***** Provided records
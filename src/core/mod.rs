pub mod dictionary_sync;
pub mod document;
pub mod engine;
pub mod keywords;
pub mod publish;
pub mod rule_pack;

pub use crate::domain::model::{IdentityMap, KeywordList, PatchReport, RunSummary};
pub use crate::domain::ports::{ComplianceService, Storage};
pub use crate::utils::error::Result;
**********
***** Provided records
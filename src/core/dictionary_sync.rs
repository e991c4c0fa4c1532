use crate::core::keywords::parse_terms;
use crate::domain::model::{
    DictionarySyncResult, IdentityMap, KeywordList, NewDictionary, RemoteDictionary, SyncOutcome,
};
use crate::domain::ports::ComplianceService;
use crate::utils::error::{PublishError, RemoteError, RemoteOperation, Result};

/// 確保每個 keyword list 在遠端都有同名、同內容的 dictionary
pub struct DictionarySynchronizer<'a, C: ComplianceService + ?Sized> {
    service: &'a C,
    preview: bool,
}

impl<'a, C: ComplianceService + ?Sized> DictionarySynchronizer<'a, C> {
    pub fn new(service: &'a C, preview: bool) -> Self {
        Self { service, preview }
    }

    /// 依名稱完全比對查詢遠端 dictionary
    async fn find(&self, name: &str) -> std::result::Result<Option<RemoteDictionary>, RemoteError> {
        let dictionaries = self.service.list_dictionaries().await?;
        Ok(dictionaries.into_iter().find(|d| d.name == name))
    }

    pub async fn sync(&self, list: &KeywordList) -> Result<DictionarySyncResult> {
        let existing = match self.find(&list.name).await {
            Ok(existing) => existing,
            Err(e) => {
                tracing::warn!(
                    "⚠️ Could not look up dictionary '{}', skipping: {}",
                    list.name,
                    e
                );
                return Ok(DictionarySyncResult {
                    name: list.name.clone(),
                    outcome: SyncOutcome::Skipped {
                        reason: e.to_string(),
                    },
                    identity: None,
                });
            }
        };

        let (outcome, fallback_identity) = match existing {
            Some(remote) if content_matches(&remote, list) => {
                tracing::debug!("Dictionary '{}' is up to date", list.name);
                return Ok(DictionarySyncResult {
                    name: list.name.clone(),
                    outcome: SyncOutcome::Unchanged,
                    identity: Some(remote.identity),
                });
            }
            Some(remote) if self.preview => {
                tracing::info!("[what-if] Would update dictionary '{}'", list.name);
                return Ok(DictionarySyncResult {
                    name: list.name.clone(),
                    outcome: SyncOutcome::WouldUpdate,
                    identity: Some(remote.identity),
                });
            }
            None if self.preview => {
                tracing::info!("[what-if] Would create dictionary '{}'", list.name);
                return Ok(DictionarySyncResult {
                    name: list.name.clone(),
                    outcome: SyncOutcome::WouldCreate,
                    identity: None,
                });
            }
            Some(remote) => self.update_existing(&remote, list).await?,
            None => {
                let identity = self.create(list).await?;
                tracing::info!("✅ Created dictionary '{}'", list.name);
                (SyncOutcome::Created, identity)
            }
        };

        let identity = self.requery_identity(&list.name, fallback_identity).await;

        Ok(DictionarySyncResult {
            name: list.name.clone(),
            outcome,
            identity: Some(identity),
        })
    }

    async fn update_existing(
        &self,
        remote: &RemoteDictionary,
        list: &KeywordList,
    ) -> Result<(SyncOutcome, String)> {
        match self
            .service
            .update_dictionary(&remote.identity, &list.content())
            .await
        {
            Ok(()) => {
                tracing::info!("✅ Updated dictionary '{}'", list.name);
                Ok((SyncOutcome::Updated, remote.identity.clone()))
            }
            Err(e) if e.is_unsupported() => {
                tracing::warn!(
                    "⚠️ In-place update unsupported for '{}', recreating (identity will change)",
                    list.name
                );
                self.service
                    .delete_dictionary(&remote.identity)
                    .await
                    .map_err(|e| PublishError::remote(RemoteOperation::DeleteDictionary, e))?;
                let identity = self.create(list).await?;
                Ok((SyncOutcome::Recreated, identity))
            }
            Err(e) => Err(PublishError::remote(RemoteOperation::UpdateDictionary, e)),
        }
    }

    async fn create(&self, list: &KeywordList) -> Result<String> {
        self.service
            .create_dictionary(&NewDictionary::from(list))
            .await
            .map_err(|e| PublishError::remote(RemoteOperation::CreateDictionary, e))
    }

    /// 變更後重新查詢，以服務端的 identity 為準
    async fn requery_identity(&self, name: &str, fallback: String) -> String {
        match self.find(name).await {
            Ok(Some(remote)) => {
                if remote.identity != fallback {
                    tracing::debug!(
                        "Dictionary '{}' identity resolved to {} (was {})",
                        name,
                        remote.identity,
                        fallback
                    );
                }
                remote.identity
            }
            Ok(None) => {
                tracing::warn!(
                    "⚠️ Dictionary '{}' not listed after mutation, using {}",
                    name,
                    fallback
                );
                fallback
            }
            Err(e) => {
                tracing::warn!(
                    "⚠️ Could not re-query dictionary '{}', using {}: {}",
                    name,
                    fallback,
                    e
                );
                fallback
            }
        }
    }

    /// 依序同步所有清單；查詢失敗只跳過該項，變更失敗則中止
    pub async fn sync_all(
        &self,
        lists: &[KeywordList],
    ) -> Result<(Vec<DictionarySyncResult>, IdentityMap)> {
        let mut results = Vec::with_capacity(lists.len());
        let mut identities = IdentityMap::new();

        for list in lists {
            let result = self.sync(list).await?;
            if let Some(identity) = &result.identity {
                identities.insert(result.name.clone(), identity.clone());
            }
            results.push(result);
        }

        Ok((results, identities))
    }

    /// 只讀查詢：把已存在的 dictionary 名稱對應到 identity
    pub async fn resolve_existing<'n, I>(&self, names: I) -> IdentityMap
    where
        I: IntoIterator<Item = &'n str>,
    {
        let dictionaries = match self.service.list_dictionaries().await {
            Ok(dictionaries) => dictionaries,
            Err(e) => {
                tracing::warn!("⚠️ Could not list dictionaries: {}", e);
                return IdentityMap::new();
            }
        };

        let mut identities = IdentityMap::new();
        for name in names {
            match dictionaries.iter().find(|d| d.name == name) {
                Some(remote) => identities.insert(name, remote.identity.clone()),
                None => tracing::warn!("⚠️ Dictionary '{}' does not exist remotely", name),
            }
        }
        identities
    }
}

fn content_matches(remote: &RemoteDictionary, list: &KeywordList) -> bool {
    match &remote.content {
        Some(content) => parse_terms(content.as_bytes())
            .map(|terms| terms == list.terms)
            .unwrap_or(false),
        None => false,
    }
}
**********
***** Provided records
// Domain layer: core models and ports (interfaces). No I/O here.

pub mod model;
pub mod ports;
**********
Task prompt:
What you return must be the lines above that run from the line with "results.push(result);" to the line with "Could not list", inclusive, each copied exactly.

Answer:
            results.push(result);
        }

        Ok((results, identities))
    }

    /// 只讀查詢：把已存在的 dictionary 名稱對應到 identity
    pub async fn resolve_existing<'n, I>(&self, names: I) -> IdentityMap
    where
        I: IntoIterator<Item = &'n str>,
    {
        let dictionaries = match self.service.list_dictionaries().await {
            Ok(dictionaries) => dictionaries,
            Err(e) => {
                tracing::warn!("⚠️ Could not list dictionaries: {}", e);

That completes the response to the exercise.